The universal deployment principle

flowchart TB
    subgraph ART["One Artefact"]
        IMG[["moe-sovereign/orchestrator:x.y.z<br/>multi-stage, non-root UID 1001<br/>OCI-compliant, read-only rootfs"]]
    end

    subgraph PROF["Three Profiles<br/>(env: MOE_PROFILE)"]
        SOLO["solo<br/>• 1 replica<br/>• sub-1 GiB RAM<br/>• embedded data tier"]
        TEAM["team<br/>• 2+ replicas<br/>• bundled Bitnami subcharts<br/>• homelab / KMU"]
        ENT["enterprise<br/>• HA, HPA, PDB<br/>• external data clusters<br/>• multi-tenant JWT"]
    end

    subgraph WRAP["Four Wrappers"]
        W1["LXC<br/>deploy/lxc/setup.sh"]
        W2["Compose<br/>docker-compose.yaml<br/>+ .solo / .enterprise overrides"]
        W3["Podman<br/>Quadlet + kube play"]
        W4["Helm<br/>charts/moe-sovereign"]
    end

    IMG --> SOLO & TEAM & ENT
    SOLO --> W1 & W2
    TEAM --> W2 & W3 & W4
    ENT  --> W3 & W4

    W4 --> K3S["k3s / k8s"]
    W4 --> OCP["OpenShift<br/>(Route instead of Ingress)"]
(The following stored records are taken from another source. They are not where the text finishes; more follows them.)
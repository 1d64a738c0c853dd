use indexmap::IndexMap;

use jolt_bundler::build;
use jolt_common::logger::Log;
use jolt_common::options::{BuildOptions, OutputFormat, Platform, Target};
use jolt_resolver::MemoryFileSystem;

fn options_for(entries: &[&str]) -> BuildOptions {
    BuildOptions {
        entry_points: entries.iter().map(|e| e.to_string()).collect(),
        bundle: true,
        format: OutputFormat::EsModule,
        target: Target::ESNext,
        ..BuildOptions::default()
    }
}

fn bundle(fs: &MemoryFileSystem, options: &BuildOptions) -> (String, Log) {
    let log = Log::default();
    let result = build(options, fs, &log);
    let text = result
        .output_files
        .first()
        .map(|file| String::from_utf8_lossy(&file.contents).into_owned())
        .unwrap_or_default();
    (text, log)
}

fn bundle_ok(fs: &MemoryFileSystem, options: &BuildOptions) -> String {
    let (text, log) = bundle(fs, options);
    let diagnostics = log.take();
    let errors: Vec<_> = diagnostics
        .iter()
        .filter(|d| d.level == jolt_common::logger::LogLevel::Error)
        .collect();
    assert!(errors.is_empty(), "unexpected errors: {errors:?}\n{text}");
    text
}

#[test]
fn simple_esm_bundles_to_bare_identifiers() {
    let fs = MemoryFileSystem::new()
        .with_file(
            "/src/entry.js",
            "import {fn} from './foo'; console.log(fn());",
        )
        .with_file("/src/foo.js", "export function fn() { return 123; }");
    let out = bundle_ok(&fs, &options_for(&["/src/entry.js"]));

    // One function declaration, called by name, no CommonJS machinery
    assert_eq!(out.matches("function fn").count(), 1, "{out}");
    assert!(out.contains("console.log(fn())"), "{out}");
    assert!(!out.contains("require"), "{out}");
}

#[test]
fn hybrid_interop_goes_through_the_exports_object() {
    let fs = MemoryFileSystem::new()
        .with_file(
            "/src/entry.js",
            "import {fn} from './foo'; console.log(fn());",
        )
        .with_file("/src/foo.js", "exports.fn = function() { return 123; };");
    let out = bundle_ok(&fs, &options_for(&["/src/entry.js"]));

    // The CommonJS module is wrapped and required lazily
    assert!(out.contains("__commonJS"), "{out}");
    assert!(out.contains("require_foo"), "{out}");
    // The call reads a property, not a bare identifier
    assert!(out.contains(".fn()"), "{out}");
    assert!(!out.contains("console.log(fn())"), "{out}");
}

#[test]
fn define_prunes_dead_branches_from_the_graph() {
    let fs = MemoryFileSystem::new()
        .with_file(
            "/src/entry.js",
            "if (process.env.NODE_ENV === 'production') require('./prod');\n\
             else require('./dev');",
        )
        .with_file("/src/prod.js", "console.log('prod build');");
    // `/src/dev.js` deliberately does not exist: a scan of it would fail
    let mut options = options_for(&["/src/entry.js"]);
    options.define = IndexMap::from_iter([(
        "process.env.NODE_ENV".to_string(),
        "\"production\"".to_string(),
    )]);
    let out = bundle_ok(&fs, &options);
    assert!(out.contains("prod build"), "{out}");
    assert!(!out.contains("dev"), "{out}");
}

#[test]
fn unused_exports_are_tree_shaken() {
    let fs = MemoryFileSystem::new()
        .with_file("/src/entry.js", "import {used} from './lib'; used();")
        .with_file(
            "/src/lib.js",
            "export function used() {}\nexport function unused() { heavy(); }",
        );
    let out = bundle_ok(&fs, &options_for(&["/src/entry.js"]));
    assert!(out.contains("function used"), "{out}");
    assert!(!out.contains("function unused"), "{out}");
    assert!(!out.contains("heavy"), "{out}");
}

#[test]
fn side_effect_statements_survive_tree_shaking() {
    let fs = MemoryFileSystem::new()
        .with_file("/src/entry.js", "import './effects';")
        .with_file("/src/effects.js", "install(); export const unused = 1;");
    let out = bundle_ok(&fs, &options_for(&["/src/entry.js"]));
    assert!(out.contains("install()"), "{out}");
    assert!(!out.contains("unused = 1"), "{out}");
}

#[test]
fn export_star_expands_named_exports() {
    let fs = MemoryFileSystem::new()
        .with_file("/src/entry.js", "import {a, b} from './all'; use(a, b);")
        .with_file("/src/all.js", "export * from './one'; export * from './two';")
        .with_file("/src/one.js", "export const a = 1;")
        .with_file("/src/two.js", "export const b = 2;");
    let out = bundle_ok(&fs, &options_for(&["/src/entry.js"]));
    assert!(out.contains("a = 1"), "{out}");
    assert!(out.contains("b = 2"), "{out}");
}

#[test]
fn missing_export_is_an_error() {
    let fs = MemoryFileSystem::new()
        .with_file("/src/entry.js", "import {nope} from './lib'; nope();")
        .with_file("/src/lib.js", "export const yes = 1;");
    let (_, log) = bundle(&fs, &options_for(&["/src/entry.js"]));
    let diagnostics = log.take();
    assert!(
        diagnostics
            .iter()
            .any(|d| d.text.contains("no matching export")),
        "{diagnostics:?}"
    );
}

#[test]
fn missing_module_is_an_error() {
    let fs = MemoryFileSystem::new().with_file("/src/entry.js", "import './gone';");
    let (_, log) = bundle(&fs, &options_for(&["/src/entry.js"]));
    assert!(log.has_errors());
    let diagnostics = log.take();
    assert!(
        diagnostics.iter().any(|d| d.text.contains("could not resolve")),
        "{diagnostics:?}"
    );
}

#[test]
fn json_files_become_default_exports() {
    let fs = MemoryFileSystem::new()
        .with_file(
            "/src/entry.js",
            "import config from './config.json'; use(config.port);",
        )
        .with_file("/src/config.json", r#"{"port": 8080, "debug": false}"#);
    let out = bundle_ok(&fs, &options_for(&["/src/entry.js"]));
    assert!(out.contains("8080"), "{out}");
}

#[test]
fn text_loader_exports_the_contents() {
    let fs = MemoryFileSystem::new()
        .with_file("/src/entry.js", "import body from './message.txt'; use(body);")
        .with_file("/src/message.txt", "hello bundler");
    let out = bundle_ok(&fs, &options_for(&["/src/entry.js"]));
    assert!(out.contains("hello bundler"), "{out}");
}

#[test]
fn iife_format_wraps_the_bundle() {
    let fs = MemoryFileSystem::new().with_file("/src/entry.js", "console.log(1);");
    let mut options = options_for(&["/src/entry.js"]);
    options.format = OutputFormat::Iife;
    let out = bundle_ok(&fs, &options);
    assert!(out.starts_with("(() => {"), "{out}");
    assert!(out.trim_end().ends_with("})();"), "{out}");
}

#[test]
fn esm_entry_exports_are_reexported() {
    let fs = MemoryFileSystem::new()
        .with_file("/src/entry.js", "export function api() { return 1; }");
    let out = bundle_ok(&fs, &options_for(&["/src/entry.js"]));
    assert!(out.contains("export { api }"), "{out}");
}

#[test]
fn commonjs_requires_are_idempotent_by_construction() {
    let fs = MemoryFileSystem::new()
        .with_file(
            "/src/entry.js",
            "const a = require('./counted'); const b = require('./counted'); use(a, b);",
        )
        .with_file("/src/counted.js", "exports.n = (globalThis.count = (globalThis.count || 0) + 1);");
    let out = bundle_ok(&fs, &options_for(&["/src/entry.js"]));
    // Both call sites share one wrapper
    assert_eq!(out.matches("__commonJS(").count(), 1, "{out}");
    assert!(out.matches("require_counted()").count() >= 2, "{out}");
}

#[test]
fn namespace_imports_materialize_exports_objects() {
    let fs = MemoryFileSystem::new()
        .with_file("/src/entry.js", "import * as lib from './lib'; use(lib);")
        .with_file("/src/lib.js", "export const value = 1;");
    let out = bundle_ok(&fs, &options_for(&["/src/entry.js"]));
    assert!(out.contains("__export("), "{out}");
    assert!(out.contains("value: () => value"), "{out}");
}

#[test]
fn namespace_property_access_narrows_to_named_import() {
    let fs = MemoryFileSystem::new()
        .with_file("/src/entry.js", "import * as lib from './lib'; use(lib.a);")
        .with_file(
            "/src/lib.js",
            "export const a = 1; export const dropped = 999999;",
        );
    let out = bundle_ok(&fs, &options_for(&["/src/entry.js"]));
    // Accessing only `.a` leaves the other export behind
    assert!(out.contains("a = 1"), "{out}");
    assert!(!out.contains("999999"), "{out}");
}

#[test]
fn node_builtins_stay_external_on_node_platform() {
    let fs = MemoryFileSystem::new()
        .with_file("/src/entry.js", "import {readFile} from 'fs'; readFile('x');");
    let mut options = options_for(&["/src/entry.js"]);
    options.platform = Platform::Node;
    let out = bundle_ok(&fs, &options);
    assert!(out.contains("import"), "{out}");
    assert!(out.contains("\"fs\""), "{out}");
}

#[test]
fn node_builtins_error_on_browser_platform() {
    let fs = MemoryFileSystem::new()
        .with_file("/src/entry.js", "import {readFile} from 'fs'; readFile('x');");
    let (_, log) = bundle(&fs, &options_for(&["/src/entry.js"]));
    assert!(log.has_errors());
}

#[test]
fn disabled_browser_modules_become_empty_stubs() {
    let fs = MemoryFileSystem::new()
        .with_file("/p/package.json", r#"{"browser": {"net-helper": false}}"#)
        .with_file(
            "/p/src/entry.js",
            "import * as net from 'net-helper'; use(net);",
        );
    let out = bundle_ok(&fs, &options_for(&["/p/src/entry.js"]));
    // The stub contributes nothing but resolution succeeds
    assert!(out.contains("use("), "{out}");
}

#[test]
fn runtime_helpers_are_tree_shaken() {
    let fs = MemoryFileSystem::new().with_file("/src/entry.js", "console.log(1);");
    let out = bundle_ok(&fs, &options_for(&["/src/entry.js"]));
    // No helper is referenced, so none appears
    assert!(!out.contains("__commonJS"), "{out}");
    assert!(!out.contains("__toESM"), "{out}");
    assert!(!out.contains("__publicField"), "{out}");
}

#[test]
fn colliding_names_across_files_are_renamed() {
    let fs = MemoryFileSystem::new()
        .with_file(
            "/src/entry.js",
            "import {a} from './one'; import {b} from './two'; use(a, b);",
        )
        .with_file("/src/one.js", "function impl() { return 1; }\nexport const a = impl();")
        .with_file("/src/two.js", "function impl() { return 2; }\nexport const b = impl();");
    let out = bundle_ok(&fs, &options_for(&["/src/entry.js"]));
    assert!(out.contains("function impl()"), "{out}");
    assert!(out.contains("function impl2()"), "{out}");
}

#[test]
fn minified_identifiers_shrink_the_output() {
    let fs = MemoryFileSystem::new().with_file(
        "/src/entry.js",
        "function calculate(alpha, beta) { return alpha + beta; } \
         console.log(calculate(1, 2));",
    );
    let mut options = options_for(&["/src/entry.js"]);
    options.minify_identifiers = true;
    let out = bundle_ok(&fs, &options);
    assert!(!out.contains("alpha"), "{out}");
    assert!(!out.contains("calculate"), "{out}");
    // Globals survive untouched
    assert!(out.contains("console.log"), "{out}");
}

#[test]
fn inline_source_maps_are_appended() {
    let fs = MemoryFileSystem::new().with_file("/src/entry.js", "console.log(1);");
    let mut options = options_for(&["/src/entry.js"]);
    options.source_map = jolt_common::options::SourceMapMode::Inline;
    let out = bundle_ok(&fs, &options);
    assert!(
        out.contains("//# sourceMappingURL=data:application/json;base64,"),
        "{out}"
    );
}

#[test]
fn external_source_maps_are_separate_files() {
    let fs = MemoryFileSystem::new().with_file("/src/entry.js", "console.log(1);");
    let mut options = options_for(&["/src/entry.js"]);
    options.source_map = jolt_common::options::SourceMapMode::External;
    let log = Log::default();
    let result = build(&options, &fs, &log);
    assert!(!log.has_errors());
    assert_eq!(result.output_files.len(), 2);
    let map = &result.output_files[1];
    assert!(map.path.ends_with(".map"));
    let json: serde_json::Value =
        serde_json::from_slice(&map.contents).expect("valid source map JSON");
    assert_eq!(json["version"], 3);
    assert!(json["sources"].as_array().is_some());
}

#[test]
fn cyclic_imports_terminate() {
    let fs = MemoryFileSystem::new()
        .with_file("/src/entry.js", "import {a} from './a'; use(a);")
        .with_file("/src/a.js", "import {b} from './b'; export const a = () => b;")
        .with_file("/src/b.js", "import {a} from './a'; export const b = () => a;");
    let out = bundle_ok(&fs, &options_for(&["/src/entry.js"]));
    assert!(out.contains("use("), "{out}");
}

#[test]
fn without_bundle_flag_files_compile_independently() {
    let fs = MemoryFileSystem::new().with_file(
        "/src/entry.js",
        "import {x} from './dep'; console.log(x ?? 0);",
    );
    let mut options = options_for(&["/src/entry.js"]);
    options.bundle = false;
    options.target = Target::ES2019;
    let out = bundle_ok(&fs, &options);
    // The import survives verbatim; the nullish coalescing lowered
    assert!(out.contains("import"), "{out}");
    assert!(out.contains("./dep"), "{out}");
    assert!(!out.contains("??"), "{out}");
}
    classDef art  fill:#eef2ff,stroke:#6366f1,font-weight:bold;
    classDef prof fill:#f0fdf4,stroke:#16a34a;
    classDef wrap fill:#fef3c7,stroke:#d97706;
    classDef tgt  fill:#fce7f3,stroke:#db2777;
    class IMG art;
    class SOLO,TEAM,ENT prof;
    class W1,W2,W3,W4 wrap;
    class K3S,OCP tgt;

Nothing in the code path changes between profiles. The image is identical byte-for-byte; only the environment and the surrounding wrapper differ. This is what guarantees "no performance or functional loss across all layers".

Choosing your tier

flowchart LR
    Q{{What do you have?}}
    Q --> A[Single Proxmox LXC<br/>or Debian VM]:::low
    Q --> B[One Docker host<br/>or homelab server]:::mid
    Q --> C[k3s / Podman<br/>on a small cluster]:::mid
    Q --> D[Kubernetes cluster<br/>with separate data tier]:::hi
    Q --> E[OpenShift<br/>with SCCs + Routes]:::hi

    A --> A1["Use <b>lxc</b> wrapper<br/>Profile: <code>solo</code>"]
    B --> B1["Use <b>compose</b> wrapper<br/>Profile: <code>team</code>"]
    C --> C1["Use <b>podman kube play</b><br/>Profile: <code>team</code>"]
    D --> D1["Use <b>Helm chart</b><br/>Profile: <code>enterprise</code>"]
    E --> E1["Use <b>Helm chart</b> with<br/><code>openshift.enabled=true</code>"]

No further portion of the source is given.